We certainly tend to think of the phrase in the former way, but when we do so, we’re doing it from a very egocentric perspective. “You’re wasting my time, and I could be spending my time to earn more money.” Worse than egocentric, that usage is narcissistic, myopic, and exploitative. When viewed from the other direction — that money is time — we begin to understand the true power of capitalism, and our eyes open to the myriad possibilities.

Consider the dawn of time. At some point, the entirety of our waking hours were devoted to survival — to finding food, finding shelter, and reproducing. But along the path, some people, somewhere gathered some wealth; that is to say, some time. They became wealthy enough in terms of food and shelter that some of them had the free time to invent basket weaving. And that invention enabled the people gathering the food to cary more food in fewer trips, which in turn freed up more time, and made them a wealthier society. A little farther along and they had managed to become wealthy enough that they were no longer just using their free time to improve their ability to collect the necessities; they were using it to invent dies and start weaving pretty patterns into their baskets and painting pictures on cave walls. They had enough time/wealth that they were improving their society through art!

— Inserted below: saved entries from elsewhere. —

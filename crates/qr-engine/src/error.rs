/// The error type when the supplied data does not fit any QR Code version.
///
/// Ways to handle this exception include:
///
/// - Decrease the error correction level if it was greater than `QrCodeEcc::Low`.
/// - If the `encode_segments_advanced()` function was called, then increase the maxversion
///   argument if it was less than `Version::MAX`. (This advice does not apply to the
///   other factory functions because they search all versions up to `Version::MAX`.)
/// - Split the text data into better or optimal segments in order to reduce the number of bits required.
/// - Change the text or binary data to be shorter.
/// - Change the text to fit the character set of a particular segment mode (e.g. alphanumeric).
/// - Propagate the error upward to the caller/user.
#[derive(Debug, Clone)]
pub enum QrError {
    SegmentTooLong,
    DataOverCapacity(usize, usize),
}

impl std::error::Error for QrError {}

impl std::fmt::Display for QrError {
    fn fmt(&self, f: &mut std::fmt::Formatter) -> std::fmt::Result {
        match *self {
            Self::SegmentTooLong => write!(f, "Segment too long"),
            Self::DataOverCapacity(datalen, maxcapacity) => write!(
                f,
                "Data length = {} bits, Max capacity = {} bits",
                datalen, maxcapacity
            ),
        }
    }
}
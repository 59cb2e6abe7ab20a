//! Property-based checks for the round-trip, framing, and distribution laws
//! this codec is expected to satisfy.

use proptest::prelude::*;

use qr_stego::distribution::distribution;
use qr_stego::engine::DefaultQrEngine;
use qr_stego::frame::{decode_frame, encode_frame};
use qr_stego::{capacity_bytes, decode_matrix, encode, validate_capacity, DecodeOptions, EncodeOptions, Matrix};

fn matrix_to_rows(matrix: &Matrix) -> Vec<Vec<bool>> {
    (0..matrix.size())
        .map(|y| (0..matrix.size()).map(|x| matrix.get_module(x, y)).collect())
        .collect()
}

fn ascii_message() -> impl Strategy<Value = String> {
    "[a-zA-Z0-9 ]{0,40}"
}

proptest! {
    /// Round-trip identity: for any secondary that fits the
    /// primary's capacity, decoding the encoded matrix recovers it exactly.
    #[test]
    fn round_trip_identity(secondary in ascii_message()) {
        let primary = "https://example.com/path/to/page";
        if !validate_capacity(primary, &secondary, qr_engine::CodeEcc::High, 0.07).unwrap() {
            return Ok(());
        }
        let encoded = encode(&DefaultQrEngine, primary, &secondary, EncodeOptions::default()).unwrap();
        let scanned = Matrix::from_rows(&matrix_to_rows(&encoded.matrix)).unwrap();
        let decoded = decode_matrix(&DefaultQrEngine, &scanned, primary, DecodeOptions::default()).unwrap();
        prop_assert_eq!(decoded.secondary, secondary);
    }

    /// Frame round-trip.
    #[test]
    fn frame_round_trip(message in ascii_message()) {
        let bits = encode_frame(&message, 32 + 8 * message.len()).unwrap();
        prop_assert_eq!(decode_frame(&bits).unwrap(), message);
    }

    /// Distribution uniqueness and index bounds.
    #[test]
    fn distribution_indices_are_distinct_and_in_bounds(total in 3usize..500, frac in 0.0f64..1.0) {
        let need = ((total as f64) * frac) as usize;
        let seq = distribution(need, total).unwrap();
        let mut sorted = seq.clone();
        sorted.sort_unstable();
        sorted.dedup();
        prop_assert_eq!(sorted.len(), seq.len());
        prop_assert!(seq.iter().all(|&i| i < total));
    }

    /// Monotone capacity.
    #[test]
    fn capacity_grows_with_safety_margin(margin_a in 0.01f64..0.5, margin_b in 0.01f64..0.5) {
        let primary = "https://example.com/path/to/page";
        let (lo, hi) = if margin_a <= margin_b { (margin_a, margin_b) } else { (margin_b, margin_a) };
        let cap_lo = capacity_bytes(primary, qr_engine::CodeEcc::High, lo).unwrap();
        let cap_hi = capacity_bytes(primary, qr_engine::CodeEcc::High, hi).unwrap();
        prop_assert!(cap_lo <= cap_hi);
    }

    /// Tamper detection: flipping a payload bit (not length
    /// or CRC) must surface as a checksum mismatch.
    #[test]
    fn tamper_detection(message in "[a-zA-Z0-9]{1,20}", flip_offset in 0usize..160) {
        let bits = encode_frame(&message, 32 + 8 * message.len()).unwrap();
        let payload_bits = 8 * message.len();
        if payload_bits == 0 {
            return Ok(());
        }
        let flip = 16 + (flip_offset % payload_bits);
        let mut tampered = bits.clone();
        tampered[flip] = !tampered[flip];
        prop_assert!(decode_frame(&tampered).is_err());
    }
}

Ultimately, the wealth of that society and of its neighbours grew. They had so much free time that they could create more pretty baskets than they could ever use, while their neighbours were creating pretty beads. Excess beads were exchanged for excess baskets, and trade began. As more and more wealth was created, society grew to the point where there was enough free-time to have people did nothing directly related with the gathering of food. And with that free time, those free people were able to further advance society. They became priests and cobblers, scholars and coopers, bankers and candle-stick makers. And the more free time there was, the wealthier the society was, the better off, more comfortable, and safer everyone was. But moreover, the more free they were.

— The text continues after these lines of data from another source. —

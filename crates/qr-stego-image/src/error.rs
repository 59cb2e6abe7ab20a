use thiserror::Error;

/// Errors specific to image-mode decoding, plus anything [`qr_stego::decode_matrix`]
/// can raise once a matrix has been located and sampled.
#[derive(Debug, Error)]
#[non_exhaustive]
pub enum ImageStegoError {
    /// The scanner found no QR code in the image.
    #[error("no qr code found in image")]
    NoCodeFound,

    /// A matrix was sampled, but its shape doesn't correspond to a QR version.
    #[error("sampled an invalid matrix: {0}")]
    InvalidScan(#[from] qr_stego::engine::InvalidMatrixSize),

    /// Matrix-mode decoding failed after a matrix was successfully obtained.
    #[error(transparent)]
    Stego(#[from] qr_stego::StegoError),
}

As trading and wealth grew, ultimately, there was so much wealth that direct trading became difficult. You have an extra cow. I have some extra chickens. That took a whole lot of free time/wealth on both sides to get those extras, but how many chickens is a cow worth? Whence money. Money, at its basis, is a way of taking the free time associated with the creation of a thing, and dividing it back down into its inherent time. It, effectively, is an abstraction of the time that the society has saved. There’s a temptation in the modern world (and particularly in capitalistic systems) to think of it as the individual’s time (e.g., the time that the cooper invested in making his barrel was <em>his</em> time), but really it’s the society’s time. If the society hadn’t the free time, that individual wouldn’t be making barrels, and certainly wouldn’t have spent the years required to learn to be a master cooper. That time was the saved wealth of the society. And money is an abstraction of that societal time.

In the modern world, we have taken the abstraction even farther. Now, through various economic mechanisms, we use money to make more money — our wealth of time is so great that it, in and of itself, creates more time on a global basis.

Fundamentally, I think this is the right way, or at least a more interesting way, to think about wealth and money. Don’t get mad at bankers. Bankers are just a natural result of our wealth; and funny Wall Street derivatives are just an abstraction of an abstraction of an abstraction of time. If you possess wealth (in money), keep in mind that you are holding on to vast amounts of societal time. Use that time well — whether that’s through starting a company, investing in someone, funding an artist, or whatnot. If you borrow money, imagine that you’re taking some of your society’s stored up time against the collateral of your future ability to contribute free time back to the society. Use it wisely as well. When you pay your taxes, recognise that this is your society’s way of accessing its wealth (of time). If your society is not using its time well, exercise whatever political outlets are available to you in your country to improve on that situation.